= Task item =
Match the word "ProgressReporter". Return each line of the data below where it appears.

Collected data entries
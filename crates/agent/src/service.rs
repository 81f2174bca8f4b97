//! Catalog service: the two operations a transport shell calls.
//!
//! `ingest` builds a complete catalog off to the side and swaps it in with a
//! single pointer store. `answer` clones the current catalog handle and works
//! against that snapshot, so a concurrent re-ingestion never changes the
//! catalog under a question that is already running.

use crate::normalizer::QueryNormalizer;
use crate::router::IntentRouter;
use crate::session::RouterSession;
use catalog_core::{AppConfig, AppError, AppResult};
use catalog_knowledge::{
    create_provider, load_csv, DatasetRow, EmbeddingProvider, Grounder, GroundingSettings,
    ProgressReporter, RecordIndexer, ScoredDocument, SemanticIndex, StrategySet, VectorIndex,
};
use catalog_llm::{create_client_from_settings, LlmClient};
use catalog_prompt::PromptLibrary;
use chrono::{DateTime, Utc};
use serde::Serialize;
use std::path::Path;
use std::sync::{Arc, RwLock};
use tracing::Instrument;
use uuid::Uuid;

/// One ingested dataset with the strategies bound to it.
struct ActiveCatalog {
    index: Arc<SemanticIndex>,
    strategies: StrategySet,
    generation: u64,
    fingerprint: String,
    ingested_at: DateTime<Utc>,
}

/// Readiness and provenance of the active catalog.
#[derive(Debug, Clone, PartialEq, Serialize)]
#[serde(rename_all = "camelCase")]
pub struct CatalogStatus {
    pub ready: bool,
    pub documents: usize,
    pub generation: u64,
    pub fingerprint: Option<String>,
    pub ingested_at: Option<DateTime<Utc>>,
}

/// A routed answer.
#[derive(Debug, Clone, PartialEq, Eq, Serialize)]
pub struct AnswerOutcome {
    pub answer: String,
    pub normalized_query: String,
    pub steps: usize,
}

pub struct CatalogService {
    llm: Arc<dyn LlmClient>,
    embedder: Arc<dyn EmbeddingProvider>,
    prompts: Arc<PromptLibrary>,
    normalizer: Option<QueryNormalizer>,
    router: IntentRouter,
    grounding: GroundingSettings,
    min_score: Option<f32>,
    batch_size: usize,
    concurrency: usize,
    progress: ProgressReporter,
    active: RwLock<Option<Arc<ActiveCatalog>>>,
    // Serializes writers; answer() never takes it
    ingest_lock: tokio::sync::Mutex<()>,
}

impl CatalogService {
    /// Build a service from configuration, creating the model clients and
    /// loading prompt overrides from the workspace.
    pub fn from_config(config: &AppConfig) -> AppResult<Self> {
        let llm = create_client_from_settings(&config.llm)?;
        let embedder = create_provider(&config.embedding)?;
        let prompts = Arc::new(PromptLibrary::load(&config.prompts_dir())?);

        Ok(Self::new(config, llm, embedder, prompts))
    }

    /// Build a service around explicit clients.
    pub fn new(
        config: &AppConfig,
        llm: Arc<dyn LlmClient>,
        embedder: Arc<dyn EmbeddingProvider>,
        prompts: Arc<PromptLibrary>,
    ) -> Self {
        let normalizer = config.agent.normalize_queries.then(|| {
            QueryNormalizer::new(
                Arc::clone(&llm),
                Arc::clone(&prompts),
                config.llm.model.clone(),
                config.agent.working_language.clone(),
            )
            .with_temperature(config.llm.temperature)
        });

        let router = IntentRouter::new(
            Arc::clone(&llm),
            Arc::clone(&prompts),
            config.llm.model.clone(),
            config.agent.max_steps,
        )
        .with_temperature(config.llm.temperature);

        Self {
            llm,
            embedder,
            prompts,
            normalizer,
            router,
            grounding: GroundingSettings {
                model: config.llm.model.clone(),
                temperature: config.llm.temperature,
                top_k: config.retrieval.top_k,
            },
            min_score: config.retrieval.min_score,
            batch_size: config.embedding.batch_size,
            concurrency: config.embedding.concurrency,
            progress: ProgressReporter::noop(),
            active: RwLock::new(None),
            ingest_lock: tokio::sync::Mutex::new(()),
        }
    }

    /// Report ingestion progress through `progress`.
    pub fn with_progress(mut self, progress: ProgressReporter) -> Self {
        self.progress = progress;
        self
    }

    fn current(&self) -> Option<Arc<ActiveCatalog>> {
        self.active
            .read()
            .unwrap_or_else(|poisoned| poisoned.into_inner())
            .clone()
    }

    fn install(&self, catalog: ActiveCatalog) {
        let mut active = self
            .active
            .write()
            .unwrap_or_else(|poisoned| poisoned.into_inner());
        *active = Some(Arc::new(catalog));
    }

    /// Index `rows` and make them the active catalog.
    ///
    /// On failure the previously active catalog, if any, stays in place.
    pub async fn ingest(&self, rows: &[DatasetRow]) -> AppResult<CatalogStatus> {
        let _writer = self.ingest_lock.lock().await;
        let generation = self.current().map_or(0, |c| c.generation) + 1;

        let span = tracing::info_span!("ingest", generation, rows = rows.len());

        async {
            let index = RecordIndexer::new(Arc::clone(&self.embedder))
                .with_batch_size(self.batch_size)
                .with_concurrency(self.concurrency)
                .with_min_score(self.min_score)
                .with_progress(self.progress.clone())
                .index(rows)
                .await
                .map_err(|e| {
                    tracing::error!("Ingestion failed, keeping the previous catalog: {}", e);
                    e
                })?;

            let index = Arc::new(index);
            let grounder = Arc::new(Grounder::new(
                Arc::clone(&index) as Arc<dyn VectorIndex>,
                Arc::clone(&self.embedder),
                Arc::clone(&self.llm),
                Arc::clone(&self.prompts),
                self.grounding.clone(),
            ));

            let catalog = ActiveCatalog {
                fingerprint: index.fingerprint(),
                strategies: StrategySet::catalog_defaults(grounder),
                index,
                generation,
                ingested_at: Utc::now(),
            };

            self.install(catalog);
            tracing::info!("Activated catalog generation {}", generation);

            Ok::<_, AppError>(self.status())
        }
        .instrument(span)
        .await
    }

    /// Load a CSV file and ingest its rows.
    pub async fn ingest_csv(&self, path: &Path) -> AppResult<CatalogStatus> {
        let rows = load_csv(path)?;
        self.ingest(&rows).await
    }

    /// Answer a question against the active catalog.
    pub async fn answer(&self, question: &str) -> AppResult<AnswerOutcome> {
        let catalog = self.current().ok_or(AppError::NotReady)?;

        let question = question.trim();
        if question.is_empty() {
            return Err(AppError::Other("Question cannot be empty".to_string()));
        }

        let session_id = Uuid::new_v4();
        let span = tracing::info_span!(
            "answer",
            session = %session_id,
            generation = catalog.generation
        );

        async {
            let normalized_query = match &self.normalizer {
                Some(normalizer) => normalizer.normalize(question).await,
                None => question.to_string(),
            };

            let mut session = RouterSession::with_id(session_id, normalized_query.clone());
            let outcome = self
                .router
                .run_session(&mut session, &catalog.strategies)
                .await?;

            Ok::<_, AppError>(AnswerOutcome {
                answer: outcome.answer,
                normalized_query,
                steps: outcome.steps,
            })
        }
        .instrument(span)
        .await
    }

    /// Retrieve the records nearest `query` without routing or generation.
    pub async fn search(&self, query: &str, top_k: usize) -> AppResult<Vec<ScoredDocument>> {
        let catalog = self.current().ok_or(AppError::NotReady)?;
        let embedding = self.embedder.embed(query).await?;
        catalog.index.search(&embedding, top_k)
    }

    pub fn status(&self) -> CatalogStatus {
        match self.current() {
            Some(catalog) => CatalogStatus {
                ready: true,
                documents: catalog.index.len(),
                generation: catalog.generation,
                fingerprint: Some(catalog.fingerprint.clone()),
                ingested_at: Some(catalog.ingested_at),
            },
            None => CatalogStatus {
                ready: false,
                documents: 0,
                generation: 0,
                fingerprint: None,
                ingested_at: None,
            },
        }
    }

    pub fn is_ready(&self) -> bool {
        self.current().is_some()
    }
}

= Result of the task =
    ProgressReporter, RecordIndexer, ScoredDocument, SemanticIndex, StrategySet, VectorIndex,
    progress: ProgressReporter,
            progress: ProgressReporter::noop(),
    pub fn with_progress(mut self, progress: ProgressReporter) -> Self {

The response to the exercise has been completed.